§ **What you have to do**: In the entries that follow, the first line to write out is the one containing "loader behind them.", and the last is the one containing "#[derive(Debug, Clone, Default)]". Reproduce that stretch exactly, with nothing before or after it.
++++ Exercise material
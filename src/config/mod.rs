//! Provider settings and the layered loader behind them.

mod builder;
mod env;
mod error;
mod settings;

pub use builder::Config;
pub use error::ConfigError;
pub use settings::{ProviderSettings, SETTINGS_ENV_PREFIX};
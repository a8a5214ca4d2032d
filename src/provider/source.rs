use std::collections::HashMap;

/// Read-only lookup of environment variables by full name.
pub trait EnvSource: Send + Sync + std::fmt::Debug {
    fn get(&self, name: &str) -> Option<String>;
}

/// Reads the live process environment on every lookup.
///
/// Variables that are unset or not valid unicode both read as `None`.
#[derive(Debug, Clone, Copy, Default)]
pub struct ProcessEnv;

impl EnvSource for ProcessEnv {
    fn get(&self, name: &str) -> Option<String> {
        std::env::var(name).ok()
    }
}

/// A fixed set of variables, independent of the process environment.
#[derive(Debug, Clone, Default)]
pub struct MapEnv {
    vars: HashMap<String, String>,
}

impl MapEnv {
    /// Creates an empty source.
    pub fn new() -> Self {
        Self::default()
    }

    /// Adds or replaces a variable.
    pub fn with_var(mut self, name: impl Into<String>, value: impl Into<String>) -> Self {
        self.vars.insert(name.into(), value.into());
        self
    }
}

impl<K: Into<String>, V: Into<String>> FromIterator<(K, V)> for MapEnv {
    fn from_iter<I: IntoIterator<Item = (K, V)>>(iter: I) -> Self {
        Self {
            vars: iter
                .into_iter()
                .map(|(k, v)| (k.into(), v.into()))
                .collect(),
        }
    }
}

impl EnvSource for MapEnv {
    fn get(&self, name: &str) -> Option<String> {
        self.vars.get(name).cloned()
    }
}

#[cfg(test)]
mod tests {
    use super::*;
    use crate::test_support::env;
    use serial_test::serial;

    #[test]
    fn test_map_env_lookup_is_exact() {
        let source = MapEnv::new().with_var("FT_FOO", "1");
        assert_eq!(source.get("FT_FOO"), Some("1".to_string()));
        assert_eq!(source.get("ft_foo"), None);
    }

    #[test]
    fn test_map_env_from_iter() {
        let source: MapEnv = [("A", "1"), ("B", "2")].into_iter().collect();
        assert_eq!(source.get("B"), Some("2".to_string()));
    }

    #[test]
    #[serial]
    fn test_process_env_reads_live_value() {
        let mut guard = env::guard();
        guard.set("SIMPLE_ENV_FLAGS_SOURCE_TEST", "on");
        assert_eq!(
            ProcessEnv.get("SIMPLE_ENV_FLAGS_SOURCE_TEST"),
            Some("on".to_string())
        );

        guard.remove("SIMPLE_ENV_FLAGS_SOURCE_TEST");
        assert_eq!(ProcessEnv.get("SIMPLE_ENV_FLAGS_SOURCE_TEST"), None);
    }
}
++++++++
++++ Exercise material
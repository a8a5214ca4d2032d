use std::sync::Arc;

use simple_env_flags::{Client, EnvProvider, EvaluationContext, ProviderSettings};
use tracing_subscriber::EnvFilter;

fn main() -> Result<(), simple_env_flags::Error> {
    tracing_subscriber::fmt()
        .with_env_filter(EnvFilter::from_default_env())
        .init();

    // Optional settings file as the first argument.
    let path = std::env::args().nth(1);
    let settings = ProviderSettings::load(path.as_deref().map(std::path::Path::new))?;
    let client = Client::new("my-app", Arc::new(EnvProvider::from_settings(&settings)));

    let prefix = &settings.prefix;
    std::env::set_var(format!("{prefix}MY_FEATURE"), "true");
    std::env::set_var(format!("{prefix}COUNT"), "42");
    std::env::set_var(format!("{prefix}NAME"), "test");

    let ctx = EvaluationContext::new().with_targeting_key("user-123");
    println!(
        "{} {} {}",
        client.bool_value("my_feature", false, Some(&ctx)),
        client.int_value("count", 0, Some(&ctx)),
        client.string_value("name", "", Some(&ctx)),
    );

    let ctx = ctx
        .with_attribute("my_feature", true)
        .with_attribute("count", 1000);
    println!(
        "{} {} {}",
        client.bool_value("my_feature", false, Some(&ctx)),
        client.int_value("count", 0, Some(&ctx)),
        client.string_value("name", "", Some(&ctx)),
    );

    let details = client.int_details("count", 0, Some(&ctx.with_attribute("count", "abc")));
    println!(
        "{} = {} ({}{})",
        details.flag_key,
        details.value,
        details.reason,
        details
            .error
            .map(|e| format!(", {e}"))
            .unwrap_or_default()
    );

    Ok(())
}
++++++++
§ **Result of the task**:
//! Provider settings and the layered loader behind them.

mod builder;
mod env;
mod error;
mod settings;

pub use builder::Config;
pub use error::ConfigError;
pub use settings::{ProviderSettings, SETTINGS_ENV_PREFIX};
repository a8a5214ca4d2032d
filename src/provider/source.rs
use std::collections::HashMap;

/// Read-only lookup of environment variables by full name.
pub trait EnvSource: Send + Sync + std::fmt::Debug {
    fn get(&self, name: &str) -> Option<String>;
}

/// Reads the live process environment on every lookup.
///
/// Variables that are unset or not valid unicode both read as `None`.
#[derive(Debug, Clone, Copy, Default)]
pub struct ProcessEnv;

impl EnvSource for ProcessEnv {
    fn get(&self, name: &str) -> Option<String> {
        std::env::var(name).ok()
    }
}

/// A fixed set of variables, independent of the process environment.
#[derive(Debug, Clone, Default)]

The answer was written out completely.